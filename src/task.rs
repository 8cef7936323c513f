//! Task, subtask and team member records.
//!
//! This module defines the `Task` struct together with the draft and patch
//! types the store uses for creation and partial updates.

use chrono::{DateTime, Utc};
use serde::{Deserialize, Deserializer, Serialize};

use crate::fields::{Category, Priority, Status};
use crate::id::generate_id;

/// A unit of work with scheduling, categorisation and assignment metadata.
///
/// `category`, `priority` and `status` are copies of the lookup records taken
/// at assignment time. `assignee` is a loose team member id that is never
/// checked against the team table.
#[derive(Debug, Clone, PartialEq, Serialize, Deserialize)]
#[serde(rename_all = "camelCase")]
pub struct Task {
    pub id: String,
    pub title: String,
    #[serde(default)]
    pub description: String,
    pub category: Category,
    pub priority: Priority,
    pub status: Status,
    pub due_date: DateTime<Utc>,
    pub created_at: DateTime<Utc>,
    pub updated_at: DateTime<Utc>,
    #[serde(default)]
    pub tags: Vec<String>,
    /// Minutes.
    #[serde(default, deserialize_with = "lenient_minutes", skip_serializing_if = "Option::is_none")]
    pub estimated_time: Option<u32>,
    /// Minutes.
    #[serde(default, deserialize_with = "lenient_minutes", skip_serializing_if = "Option::is_none")]
    pub actual_time: Option<u32>,
    #[serde(default, skip_serializing_if = "Vec::is_empty")]
    pub attachments: Vec<String>,
    #[serde(default, skip_serializing_if = "Vec::is_empty")]
    pub subtasks: Vec<SubTask>,
    #[serde(default, skip_serializing_if = "Option::is_none")]
    pub assignee: Option<String>,
    /// Percentage, 0..=100.
    #[serde(default, deserialize_with = "lenient_progress", skip_serializing_if = "Option::is_none")]
    pub progress: Option<u8>,
}

/// Stored numbers may be fractional or out of range; round and clamp them
/// instead of rejecting the whole snapshot.
fn lenient_number<'de, D: Deserializer<'de>>(deserializer: D, max: f64) -> Result<Option<f64>, D::Error> {
    let raw = Option::<f64>::deserialize(deserializer)?;
    Ok(raw.filter(|v| v.is_finite()).map(|v| v.round().clamp(0.0, max)))
}

fn lenient_minutes<'de, D: Deserializer<'de>>(deserializer: D) -> Result<Option<u32>, D::Error> {
    Ok(lenient_number(deserializer, u32::MAX as f64)?.map(|v| v as u32))
}

fn lenient_progress<'de, D: Deserializer<'de>>(deserializer: D) -> Result<Option<u8>, D::Error> {
    Ok(lenient_number(deserializer, 100.0)?.map(|v| v as u8))
}

impl Task {
    /// Build a task from a draft, stamping a fresh id and `created_at == updated_at == now`.
    pub fn from_draft(draft: TaskDraft, now: DateTime<Utc>) -> Self {
        Task {
            id: generate_id(),
            title: draft.title,
            description: draft.description,
            category: draft.category,
            priority: draft.priority,
            status: draft.status,
            due_date: draft.due_date,
            created_at: now,
            updated_at: now,
            tags: draft.tags,
            estimated_time: draft.estimated_time,
            actual_time: draft.actual_time,
            attachments: draft.attachments,
            subtasks: draft.subtasks,
            assignee: draft.assignee,
            progress: draft.progress.map(clamp_progress),
        }
    }

    /// Merge `patch` onto this task. Fields absent from the patch are left alone.
    pub fn apply(&mut self, patch: TaskPatch) {
        if let Some(v) = patch.title {
            self.title = v;
        }
        if let Some(v) = patch.description {
            self.description = v;
        }
        if let Some(v) = patch.category {
            self.category = v;
        }
        if let Some(v) = patch.priority {
            self.priority = v;
        }
        if let Some(v) = patch.status {
            self.status = v;
        }
        if let Some(v) = patch.due_date {
            self.due_date = v;
        }
        if let Some(v) = patch.tags {
            self.tags = v;
        }
        if let Some(v) = patch.estimated_time {
            self.estimated_time = v;
        }
        if let Some(v) = patch.actual_time {
            self.actual_time = v;
        }
        if let Some(v) = patch.attachments {
            self.attachments = v;
        }
        if let Some(v) = patch.subtasks {
            self.subtasks = v;
        }
        if let Some(v) = patch.assignee {
            self.assignee = v;
        }
        if let Some(v) = patch.progress {
            self.progress = v.map(clamp_progress);
        }
    }

    pub fn is_completed(&self) -> bool {
        self.status.is_completed()
    }

    /// Due strictly before `now` and not completed.
    pub fn is_overdue_at(&self, now: DateTime<Utc>) -> bool {
        self.due_date < now && !self.is_completed()
    }

    pub fn has_subtasks(&self) -> bool {
        !self.subtasks.is_empty()
    }
}

/// Out-of-range progress is coerced rather than rejected.
fn clamp_progress(p: u8) -> u8 {
    p.min(100)
}

/// A checklist item owned by its parent task.
#[derive(Debug, Clone, PartialEq, Serialize, Deserialize)]
#[serde(rename_all = "camelCase")]
pub struct SubTask {
    pub id: String,
    pub title: String,
    pub completed: bool,
    pub created_at: DateTime<Utc>,
}

impl SubTask {
    pub fn new(title: impl Into<String>, completed: bool, now: DateTime<Utc>) -> Self {
        SubTask {
            id: generate_id(),
            title: title.into(),
            completed,
            created_at: now,
        }
    }
}

/// Everything needed to create a task except the id and timestamps.
#[derive(Debug, Clone)]
pub struct TaskDraft {
    pub title: String,
    pub description: String,
    pub category: Category,
    pub priority: Priority,
    pub status: Status,
    pub due_date: DateTime<Utc>,
    pub tags: Vec<String>,
    pub estimated_time: Option<u32>,
    pub actual_time: Option<u32>,
    pub attachments: Vec<String>,
    pub subtasks: Vec<SubTask>,
    pub assignee: Option<String>,
    pub progress: Option<u8>,
}

impl TaskDraft {
    pub fn new(
        title: impl Into<String>,
        category: Category,
        priority: Priority,
        status: Status,
        due_date: DateTime<Utc>,
    ) -> Self {
        TaskDraft {
            title: title.into(),
            description: String::new(),
            category,
            priority,
            status,
            due_date,
            tags: Vec::new(),
            estimated_time: None,
            actual_time: None,
            attachments: Vec::new(),
            subtasks: Vec::new(),
            assignee: None,
            progress: None,
        }
    }
}

/// Partial update for a task.
///
/// The outer `Option` says whether the field is being set; for optional task
/// fields the inner `Option` allows clearing the value.
#[derive(Debug, Clone, Default)]
pub struct TaskPatch {
    pub title: Option<String>,
    pub description: Option<String>,
    pub category: Option<Category>,
    pub priority: Option<Priority>,
    pub status: Option<Status>,
    pub due_date: Option<DateTime<Utc>>,
    pub tags: Option<Vec<String>>,
    pub estimated_time: Option<Option<u32>>,
    pub actual_time: Option<Option<u32>>,
    pub attachments: Option<Vec<String>>,
    pub subtasks: Option<Vec<SubTask>>,
    pub assignee: Option<Option<String>>,
    pub progress: Option<Option<u8>>,
}

impl TaskPatch {
    pub fn is_empty(&self) -> bool {
        self.title.is_none()
            && self.description.is_none()
            && self.category.is_none()
            && self.priority.is_none()
            && self.status.is_none()
            && self.due_date.is_none()
            && self.tags.is_none()
            && self.estimated_time.is_none()
            && self.actual_time.is_none()
            && self.attachments.is_none()
            && self.subtasks.is_none()
            && self.assignee.is_none()
            && self.progress.is_none()
    }
}

/// A person tasks can be assigned to.
#[derive(Debug, Clone, PartialEq, Serialize, Deserialize)]
#[serde(rename_all = "camelCase")]
pub struct TeamMember {
    pub id: String,
    pub name: String,
    pub role: String,
    #[serde(default, skip_serializing_if = "Option::is_none")]
    pub email: Option<String>,
    #[serde(default, skip_serializing_if = "Option::is_none")]
    pub phone: Option<String>,
    #[serde(default, skip_serializing_if = "Option::is_none")]
    pub department: Option<String>,
    #[serde(default, skip_serializing_if = "Option::is_none")]
    pub avatar: Option<String>,
    pub joined_date: DateTime<Utc>,
}

impl TeamMember {
    pub fn from_draft(draft: MemberDraft, now: DateTime<Utc>) -> Self {
        TeamMember {
            id: generate_id(),
            name: draft.name,
            role: draft.role,
            email: draft.email,
            phone: draft.phone,
            department: draft.department,
            avatar: draft.avatar,
            joined_date: now,
        }
    }

    pub fn apply(&mut self, patch: MemberPatch) {
        if let Some(v) = patch.name {
            self.name = v;
        }
        if let Some(v) = patch.role {
            self.role = v;
        }
        if let Some(v) = patch.email {
            self.email = v;
        }
        if let Some(v) = patch.phone {
            self.phone = v;
        }
        if let Some(v) = patch.department {
            self.department = v;
        }
        if let Some(v) = patch.avatar {
            self.avatar = v;
        }
    }
}

#[derive(Debug, Clone, Default)]
pub struct MemberDraft {
    pub name: String,
    pub role: String,
    pub email: Option<String>,
    pub phone: Option<String>,
    pub department: Option<String>,
    pub avatar: Option<String>,
}

/// Partial update for a team member. Id and join date are immutable.
#[derive(Debug, Clone, Default)]
pub struct MemberPatch {
    pub name: Option<String>,
    pub role: Option<String>,
    pub email: Option<Option<String>>,
    pub phone: Option<Option<String>>,
    pub department: Option<Option<String>>,
    pub avatar: Option<Option<String>>,
}

#[cfg(test)]
mod tests {
    use super::*;
    use crate::fields::{default_categories, default_priorities, default_statuses};
    use chrono::TimeZone;

    fn draft() -> TaskDraft {
        TaskDraft::new(
            "Write report",
            default_categories()[0].clone(),
            default_priorities()[3].clone(),
            default_statuses()[0].clone(),
            Utc.with_ymd_and_hms(2024, 6, 20, 12, 0, 0).unwrap(),
        )
    }

    #[test]
    fn test_from_draft_stamps_timestamps() {
        let now = Utc.with_ymd_and_hms(2024, 6, 10, 9, 0, 0).unwrap();
        let t = Task::from_draft(draft(), now);
        assert_eq!(t.created_at, now);
        assert_eq!(t.updated_at, now);
        assert!(!t.id.is_empty());
    }

    #[test]
    fn test_progress_is_clamped() {
        let mut d = draft();
        d.progress = Some(250);
        let mut t = Task::from_draft(d, Utc::now());
        assert_eq!(t.progress, Some(100));

        t.apply(TaskPatch {
            progress: Some(Some(180)),
            ..Default::default()
        });
        assert_eq!(t.progress, Some(100));
    }

    #[test]
    fn test_apply_leaves_unpatched_fields() {
        let mut t = Task::from_draft(draft(), Utc::now());
        t.estimated_time = Some(30);
        let before = t.clone();
        t.apply(TaskPatch {
            title: Some("Renamed".into()),
            actual_time: Some(Some(45)),
            ..Default::default()
        });
        assert_eq!(t.title, "Renamed");
        assert_eq!(t.actual_time, Some(45));
        assert_eq!(t.estimated_time, before.estimated_time);
        assert_eq!(t.category, before.category);
        assert_eq!(t.due_date, before.due_date);
    }

    #[test]
    fn test_apply_can_clear_optional_fields() {
        let mut d = draft();
        d.assignee = Some("m1".into());
        let mut t = Task::from_draft(d, Utc::now());
        t.apply(TaskPatch {
            assignee: Some(None),
            ..Default::default()
        });
        assert_eq!(t.assignee, None);
    }

    #[test]
    fn test_overdue_ignores_completed() {
        let now = Utc.with_ymd_and_hms(2024, 6, 25, 0, 0, 0).unwrap();
        let mut t = Task::from_draft(draft(), now);
        assert!(t.is_overdue_at(now));
        t.status = default_statuses()[3].clone();
        assert!(!t.is_overdue_at(now));
    }

    #[test]
    fn test_serialises_camel_case() {
        let t = Task::from_draft(draft(), Utc::now());
        let json = serde_json::to_value(&t).unwrap();
        assert!(json.get("dueDate").is_some());
        assert!(json.get("createdAt").is_some());
        assert!(json.get("subtasks").is_none());
    }

    #[test]
    fn test_loads_fractional_and_out_of_range_numbers() {
        let mut json = serde_json::to_value(Task::from_draft(draft(), Utc::now())).unwrap();
        json["estimatedTime"] = serde_json::json!(12.5);
        json["actualTime"] = serde_json::json!(-4);
        json["progress"] = serde_json::json!(300);
        let t: Task = serde_json::from_value(json).unwrap();
        assert_eq!(t.estimated_time, Some(13));
        assert_eq!(t.actual_time, Some(0));
        assert_eq!(t.progress, Some(100));
    }

    #[test]
    fn test_member_patch() {
        let mut m = TeamMember::from_draft(
            MemberDraft {
                name: "Ana".into(),
                role: "Dev".into(),
                email: Some("ana@example.com".into()),
                ..Default::default()
            },
            Utc::now(),
        );
        let joined = m.joined_date;
        m.apply(MemberPatch {
            role: Some("Lead".into()),
            email: Some(None),
            ..Default::default()
        });
        assert_eq!(m.role, "Lead");
        assert_eq!(m.email, None);
        assert_eq!(m.joined_date, joined);
    }
}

....

## EXERCISE DIRECTIONS
Restate, word for word and with nothing added, the lines from the beginning of the records above through the line that contains "the whole snapshot.".

## OUTPUT FOR THIS TASK
filename src/task.rs
repository 8cef7936323c513f
//! Task, subtask and team member records.
//!
//! This module defines the `Task` struct together with the draft and patch
//! types the store uses for creation and partial updates.

use chrono::{DateTime, Utc};
use serde::{Deserialize, Deserializer, Serialize};

use crate::fields::{Category, Priority, Status};
use crate::id::generate_id;

/// A unit of work with scheduling, categorisation and assignment metadata.
///
/// `category`, `priority` and `status` are copies of the lookup records taken
/// at assignment time. `assignee` is a loose team member id that is never
/// checked against the team table.
#[derive(Debug, Clone, PartialEq, Serialize, Deserialize)]
#[serde(rename_all = "camelCase")]
pub struct Task {
    pub id: String,
    pub title: String,
    #[serde(default)]
    pub description: String,
    pub category: Category,
    pub priority: Priority,
    pub status: Status,
    pub due_date: DateTime<Utc>,
    pub created_at: DateTime<Utc>,
    pub updated_at: DateTime<Utc>,
    #[serde(default)]
    pub tags: Vec<String>,
    /// Minutes.
    #[serde(default, deserialize_with = "lenient_minutes", skip_serializing_if = "Option::is_none")]
    pub estimated_time: Option<u32>,
    /// Minutes.
    #[serde(default, deserialize_with = "lenient_minutes", skip_serializing_if = "Option::is_none")]
    pub actual_time: Option<u32>,
    #[serde(default, skip_serializing_if = "Vec::is_empty")]
    pub attachments: Vec<String>,
    #[serde(default, skip_serializing_if = "Vec::is_empty")]
    pub subtasks: Vec<SubTask>,
    #[serde(default, skip_serializing_if = "Option::is_none")]
    pub assignee: Option<String>,
    /// Percentage, 0..=100.
    #[serde(default, deserialize_with = "lenient_progress", skip_serializing_if = "Option::is_none")]
    pub progress: Option<u8>,
}

/// Stored numbers may be fractional or out of range; round and clamp them
/// instead of rejecting the whole snapshot.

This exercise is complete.